I was just having a conversation with two sixth grade teachers this morning and the topic of long division came up. We had been talking about multiplication and how it would help children if we said, **“groups of”** instead of “times” when discussing multiplication. I made the comment that the same could be said for division, since multiplication and division are the inverse of each other. One of the teachers told me that she found it difficult to know exactly how to phrase a division problem when talking to her class. She wondered, in the problem 108 divided by 8 if she should say, “108 divided into 8 groups” or “108 divided into groups of 8″.

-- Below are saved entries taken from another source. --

impl ThreatModel {
    /// Create an empty model; all regions read as zero until refreshed.
    #[must_use]
    pub fn new() -> Self {
        Self::default()
    }

    /// Recompute the map if the refresh interval has elapsed.
    ///
    /// Returns whether a recompute ran this call.
    pub fn refresh(
        &mut self,
        world: &dyn WorldSnapshot,
        graph: &RegionGraph,
        scorer: &dyn CombatScorer,
        intel: &dyn BaseIntel,
        config: &TuningConfig,
    ) -> bool {
        let tick = world.tick();
        if let Some(last) = self.last_refresh {
            if tick.saturating_sub(last) < config.threat_refresh_interval {
                return false;
            }
        }
        self.last_refresh = Some(tick);
        self.data = recompute(&self.data, world, graph, scorer, intel, config);
        debug!(tick, regions = self.data.len(), "threat map refreshed");
        true
    }

    /// Data for one region, if it has been computed.
    #[must_use]
    pub fn region(&self, id: RegionId) -> Option<&RegionData> {
        self.data.get(&id)
    }

    /// Iterate region data in ascending region id order.
    pub fn regions(&self) -> impl Iterator<Item = &RegionData> {
        self.data.values()
    }

    /// Tick of the most recent recompute.
    #[must_use]
    pub fn last_refresh(&self) -> Option<u64> {
        self.last_refresh
    }

    /// Own-held region with the highest power, used as a fallback rally.
    ///
    /// Ties resolve to the lower region id.
    #[must_use]
    pub fn strongest_own_region(&self) -> Option<RegionId> {
        let mut best: Option<(Fixed, RegionId)> = None;
        for (id, datum) in &self.data {
            if !datum.is_own_base && datum.power <= Fixed::ZERO {
                continue;
            }
            match best {
                Some((power, _)) if datum.power <= power => {}
                _ => best = Some((datum.power, *id)),
            }
        }
        best.map(|(_, id)| id)
    }

    /// Order-independent hash of the computed map, for desync checks.
    #[must_use]
    pub fn state_hash(&self) -> u64 {
        let mut hasher = DefaultHasher::new();
        for (id, datum) in &self.data {
            id.0.hash(&mut hasher);
            datum.instant_threat.to_bits().hash(&mut hasher);
            datum.threat.to_bits().hash(&mut hasher);
            datum.diffuse_threat.to_bits().hash(&mut hasher);
            datum.power.to_bits().hash(&mut hasher);
            datum.cumulative_control.to_bits().hash(&mut hasher);
            datum.visibility.to_bits().hash(&mut hasher);
            datum.has_enemy_base.hash(&mut hasher);
            datum.is_own_base.hash(&mut hasher);
            datum.is_blocked.hash(&mut hasher);
        }
        hasher.finish()
    }
}

fn recompute(
    previous: &BTreeMap<RegionId, RegionData>,
    world: &dyn WorldSnapshot,
    graph: &RegionGraph,
    scorer: &dyn CombatScorer,
    intel: &dyn BaseIntel,
    config: &TuningConfig,
) -> BTreeMap<RegionId, RegionData> {
    let mut hostiles: BTreeMap<RegionId, Composition> = BTreeMap::new();
    let mut own: BTreeMap<RegionId, Composition> = BTreeMap::new();
    let mut hostile_structures: BTreeMap<RegionId, u32> = BTreeMap::new();
    let mut own_structures: BTreeMap<RegionId, u32> = BTreeMap::new();

    for unit in world.units() {
        if !unit.is_alive() {
            continue;
        }
        let Some(region) = graph.nearest(unit.position) else {
            continue;
        };
        let (compositions, structures) = match unit.alliance {
            Alliance::Enemy => (&mut hostiles, &mut hostile_structures),
            Alliance::Own => (&mut own, &mut own_structures),
            Alliance::Neutral => continue,
        };
        *compositions
            .entry(region)
            .or_default()
            .entry(unit.class)
            .or_insert(0) += 1;
        if unit.class == UnitClass::Structure {
            *structures.entry(region).or_insert(0) += 1;
        }
    }

    let upgrade = world.upgrade_level();
    let epsilon = config.decay_epsilon();
    let mut next = BTreeMap::new();

    for region in graph.regions() {
        let id = region.id;
        let old = previous.get(&id);

        let instant_threat = hostiles.get(&id).map_or(Fixed::ZERO, |c| scorer.threat_of(c));
        let power = own
            .get(&id)
            .map_or(Fixed::ZERO, |c| scorer.power_of(c, upgrade));

        let instant_visibility = sample_visibility(world, region, config);
        let previous_visibility = old.map_or(Fixed::ZERO, |d| d.visibility);
        let visibility = decayed(
            instant_visibility,
            previous_visibility,
            config.visibility_decay(),
            epsilon,
        );

        let retention = threat_retention(visibility, config);
        let previous_threat = old.map_or(Fixed::ZERO, |d| d.threat);
        let threat = decayed(instant_threat, previous_threat, retention, epsilon);

        let previous_cumulative = old.map_or(Fixed::ZERO, |d| d.cumulative_control);
        let cumulative_control = integrate_control(previous_cumulative, power - threat, config);

        let hostile_structure_count = hostile_structures.get(&id).copied().unwrap_or(0);
        let own_structure_count = own_structures.get(&id).copied().unwrap_or(0);

        next.insert(
            id,
            RegionData {
                region: id,
                instant_threat,
                threat,
                diffuse_threat: Fixed::ZERO,
                power,
                control: control_factor(cumulative_control),
                cumulative_control,
                instant_visibility,
                visibility,
                has_enemy_base: intel.is_enemy_base(id)
                    || hostile_structure_count >= config.base_structure_threshold,
                is_own_base: own_structure_count >= config.base_structure_threshold,
                is_blocked: intel.is_blocked(id),
            },
        );
    }

    // Spread every threatened region's decayed threat outward, then let
    // the accumulated field decay with the same memory rule as threat.
    let mut fresh_diffuse: BTreeMap<RegionId, Fixed> = BTreeMap::new();
    let spacing = config.diffusion_spacing();
    for (id, datum) in &next {
        if datum.threat > Fixed::ZERO {
            spread_threat(
                *id,
                datum.threat,
                graph,
                spacing,
                config.diffusion_max_hops,
                &mut fresh_diffuse,
            );
        }
    }
    for (id, datum) in &mut next {
        let fresh = fresh_diffuse.get(id).copied().unwrap_or(Fixed::ZERO);
        let previous_diffuse = previous.get(id).map_or(Fixed::ZERO, |d| d.diffuse_threat);
        let retention = threat_retention(datum.visibility, config);
        datum.diffuse_threat = decayed(fresh, previous_diffuse, retention, epsilon);
    }

    next
}

/// Memory decay: keep the larger of the fresh reading and the faded
/// previous value. Never returns below the fresh reading.
fn decayed(instant: Fixed, previous: Fixed, retention: Fixed, epsilon: Fixed) -> Fixed {
    instant.max(previous * retention - epsilon)
}

/// Threat fades faster where we can see there is nothing left.
fn threat_retention(visibility: Fixed, config: &TuningConfig) -> Fixed {
    let seen = config.threat_decay_seen();
    let hidden = config.threat_decay_hidden();
    let vis = visibility.clamp(Fixed::ZERO, Fixed::ONE);
    hidden - (hidden - seen) * vis
}

/// Fraction of a region's probe points currently in sight.
fn sample_visibility(world: &dyn WorldSnapshot, region: &Region, config: &TuningConfig) -> Fixed {
    let stride = config.visibility_sample_stride as usize;
    let mut total: u32 = 1;
    let mut seen = u32::from(world.is_visible(region.centre));
    for point in region.border.iter().step_by(stride) {
        total += 1;
        if world.is_visible(*point) {
            seen += 1;
        }
    }
    Fixed::from_num(seen) / Fixed::from_num(total)
}

/// Breadth-first spread of one region's threat with distance falloff.
///
/// A region first reached at accumulated centre distance `d` receives
/// `threat * spacing / max(spacing, d)`; the origin itself receives the
/// full amount.
fn spread_threat(
    origin: RegionId,
    threat: Fixed,
    graph: &RegionGraph,
    spacing: Fixed,
    max_hops: u32,
    out: &mut BTreeMap<RegionId, Fixed>,
) {
    let mut visited: BTreeSet<RegionId> = BTreeSet::new();
    let mut queue: VecDeque<(RegionId, Fixed, u32)> = VecDeque::new();
    visited.insert(origin);
    queue.push_back((origin, Fixed::ZERO, 0));

    while let Some((current, travelled, hops)) = queue.pop_front() {
        let falloff = spacing / spacing.max(travelled);
        *out.entry(current).or_insert(Fixed::ZERO) += threat * falloff;

        if hops >= max_hops {
            continue;
        }
        let Some(region) = graph.region(current) else {
            continue;
        };
        for &neighbour in &region.neighbours {
            if !visited.insert(neighbour) {
                continue;
            }
            let Some(step) = graph.centre_distance(current, neighbour) else {
                continue;
            };
            queue.push_back((neighbour, travelled + step, hops + 1));
        }
    }
}

/// Advance the control integrator by one power-minus-threat delta.
///
/// Deltas pushing against established control are log-dampened so a
/// single spike cannot flip a long-held region.
fn integrate_control(previous: Fixed, delta: Fixed, config: &TuningConfig) -> Fixed {
    let opposing = (delta > Fixed::ZERO && previous < Fixed::ZERO)
        || (delta < Fixed::ZERO && previous > Fixed::ZERO);
    let step = if opposing {
        let resistance =
            Fixed::ONE + config.control_dampening() * fixed_ln(previous.abs() + Fixed::ONE);
        delta / resistance
    } else {
        delta
    };
    let clamp = config.control_clamp();
    (previous + step).clamp(-clamp, clamp)
}

/// Collapse the integrator onto a signed logarithmic scale.
fn control_factor(cumulative: Fixed) -> Fixed {
    let magnitude = fixed_ln(cumulative.abs() + Fixed::ONE);
    if cumulative < Fixed::ZERO {
        -magnitude
    } else {
        magnitude
    }
}
//! The unit of schedulable work.
//!
//! Tasks are long-lived trait objects stepped by the scheduler in
//! priority order. A task owns nothing directly: units are reserved
//! through the scheduler's reservation map and resources are only
//! declared as [`ResourceBudget`] so the embedding agent can subtract
//! them from its spendable totals.
//!
//! Failure stays task-local. A task that cannot proceed reports a
//! failed [`TaskResult`] and completes; it never propagates an error
//! into the scheduler.

use crate::math::{fixed_serde, Fixed, Vec2Fixed};
use crate::message::{MessageDisposition, MessageEnvelope, MessageResponse, PromiseId};
use crate::scheduler::TaskContext;
use crate::world::{UnitId, UnitSnapshot, WorldSnapshot};
use serde::{Deserialize, Serialize};

/// Unique, human-readable task identity.
///
/// Keys are namespaced with a colon, `"army:alpha"`; the part before
/// the colon is the task's *family*, which the default similarity rule
/// compares when capping structurally equivalent tasks.
#[derive(Debug, Clone, PartialEq, Eq, PartialOrd, Ord, Hash, Serialize, Deserialize)]
pub struct TaskKey(String);

impl TaskKey {
    /// Create a key.
    pub fn new(key: impl Into<String>) -> Self {
        Self(key.into())
    }

    /// The full key text.
    #[must_use]
    pub fn as_str(&self) -> &str {
        &self.0
    }

    /// The namespace before the first colon, or the whole key.
    #[must_use]
    pub fn family(&self) -> &str {
        self.0.split(':').next().unwrap_or(&self.0)
    }
}

impl std::fmt::Display for TaskKey {
    fn fmt(&self, f: &mut std::fmt::Formatter<'_>) -> std::fmt::Result {
        f.write_str(&self.0)
    }
}

impl From<&str> for TaskKey {
    fn from(key: &str) -> Self {
        Self::new(key)
    }
}

/// Scheduler-assigned arena index for an active task.
#[derive(
    Debug, Clone, Copy, PartialEq, Eq, PartialOrd, Ord, Hash, Serialize, Deserialize, Default,
)]
pub struct TaskId(pub u64);

impl std::fmt::Display for TaskId {
    fn fmt(&self, f: &mut std::fmt::Formatter<'_>) -> std::fmt::Result {
        write!(f, "t{}", self.0)
    }
}

/// Resources a task declares as spoken for.
#[derive(Debug, Clone, Copy, PartialEq, Eq, Default, Serialize, Deserialize)]
pub struct ResourceBudget {
    /// Primary currency.
    #[serde(with = "fixed_serde")]
    pub metal: Fixed,
    /// Secondary currency.
    #[serde(with = "fixed_serde")]
    pub crystal: Fixed,
}

impl ResourceBudget {
    /// No reservation.
    pub const ZERO: Self = Self {
        metal: Fixed::ZERO,
        crystal: Fixed::ZERO,
    };

    /// Budget from whole currency amounts.
    #[must_use]
    pub fn new(metal: i64, crystal: i64) -> Self {
        Self {
            metal: Fixed::from_num(metal),
            crystal: Fixed::from_num(crystal),
        }
    }
}

impl std::ops::Add for ResourceBudget {
    type Output = Self;

    fn add(self, rhs: Self) -> Self::Output {
        Self {
            metal: self.metal + rhs.metal,
            crystal: self.crystal + rhs.crystal,
        }
    }
}

impl std::ops::AddAssign for ResourceBudget {
    fn add_assign(&mut self, rhs: Self) {
        *self = *self + rhs;
    }
}

/// Terminal outcome of a task.
#[derive(Debug, Clone, PartialEq, Eq, Serialize, Deserialize)]
pub struct TaskResult {
    /// Whether the task achieved its purpose.
    pub success: bool,
    /// Free-form payload for the task's creator.
    pub detail: Option<String>,
}

impl TaskResult {
    /// A successful outcome.
    #[must_use]
    pub fn succeeded() -> Self {
        Self {
            success: true,
            detail: None,
        }
    }

    /// A failed outcome with a reason.
    #[must_use]
    pub fn failed(detail: impl Into<String>) -> Self {
        Self {
            success: false,
            detail: Some(detail.into()),
        }
    }
}

/// One squad's published position, rebuilt by the scheduler before
/// every pass so merge decisions read pre-update state.
#[derive(Debug, Clone, PartialEq, Eq)]
pub struct ArmyStatus {
    /// Task key of the squad.
    pub key: TaskKey,
    /// Centre of mass; `None` while the squad holds no units.
    pub centre: Option<Vec2Fixed>,
    /// Members currently held.
    pub unit_count: u32,
}

/// A schedulable unit of work.
///
/// Implementations follow three rules: `update` must tolerate any
/// world (units it remembers may be gone), all cross-task effects go
/// through the [`TaskContext`], and a completed task must stay inert
/// until the scheduler removes it.
pub trait Task {
    /// Unique key; two active tasks never share one.
    fn key(&self) -> &TaskKey;

    /// Scheduling priority; higher runs first, ties run in insertion order.
    fn priority(&self) -> i32;

    /// Whether the task has finished (successfully or not).
    fn is_complete(&self) -> bool;

    /// Terminal outcome, once complete.
    fn result(&self) -> Option<TaskResult> {
        None
    }

    /// Resources the task wants subtracted from spendable totals.
    fn reserved_budget(&self) -> ResourceBudget {
        ResourceBudget::ZERO
    }

    /// Whether this task is structurally equivalent to an active one,
    /// for the scheduler's parallelism cap. Defaults to sharing a key
    /// family.
    fn is_similar_to(&self, other: &dyn Task) -> bool {
        self.key().family() == other.key().family()
    }

    /// Advance the task by one scheduler pass.
    fn update(&mut self, ctx: &mut TaskContext<'_>);

    /// Whether the task would adopt a unit freed by another task.
    fn wants_unit(&self, _unit: &UnitSnapshot, _world: &dyn WorldSnapshot) -> bool {
        false
    }

    /// Adopt a unit the scheduler has already reserved to this task.
    fn accept_unit(&mut self, _unit: UnitId) {}

    /// Give up all held units, returning them in ascending id order.
    fn take_units(&mut self) -> Vec<UnitId> {
        Vec::new()
    }

    /// Units the task believes it holds, in ascending id order.
    fn held_units(&self) -> Vec<UnitId> {
        Vec::new()
    }

    /// Drop a unit the scheduler has force-released.
    fn forget_unit(&mut self, _unit: UnitId) {}

    /// React to a broadcast message.
    ///
    /// Returning [`MessageDisposition::Deferred`] keeps `ticket`; the
    /// task must later resolve it through the context.
    fn on_message(
        &mut self,
        _envelope: &MessageEnvelope,
        _ticket: PromiseId,
    ) -> MessageDisposition {
        MessageDisposition::Ignored
    }

    /// Receive the response to a message this task sent earlier.
    fn on_response(&mut self, _promise: PromiseId, _response: &MessageResponse) {}

    /// Position published to the per-pass army status board.
    fn army_status(&self) -> Option<ArmyStatus> {
        None
    }
}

I think the confusion about division comes from the fact that there truly are two types of division but you don’t realize it in the “naked number” problem 108 divided by 8. It becomes apparent however, when we put the division into context. For example: We could be saying that 108 people will be divided onto 8 teams, which is a division partitive problem. When given this problem a child who is a direct modeler will make 8 groups and fair share out the 108 people onto those teams. In that instance we have divided the 108 people into 8 groups.

However, if the problem was 108 cookies were being distributed to people in packages containing 8 cookies and we were trying to determine how many people we could feed, then we have a division measurement problem. In that case, a child who is a direct modeler would take the 108 cookies and break them into groups of 8 and count the groups. Either way, you would arrive at the same answer, but the actions would be different.

The type of division problem that can be used to help students with base ten understanding is the division measurement problem. When the divisor is ten, or a power of ten, students can remove groups of ten from the dividend.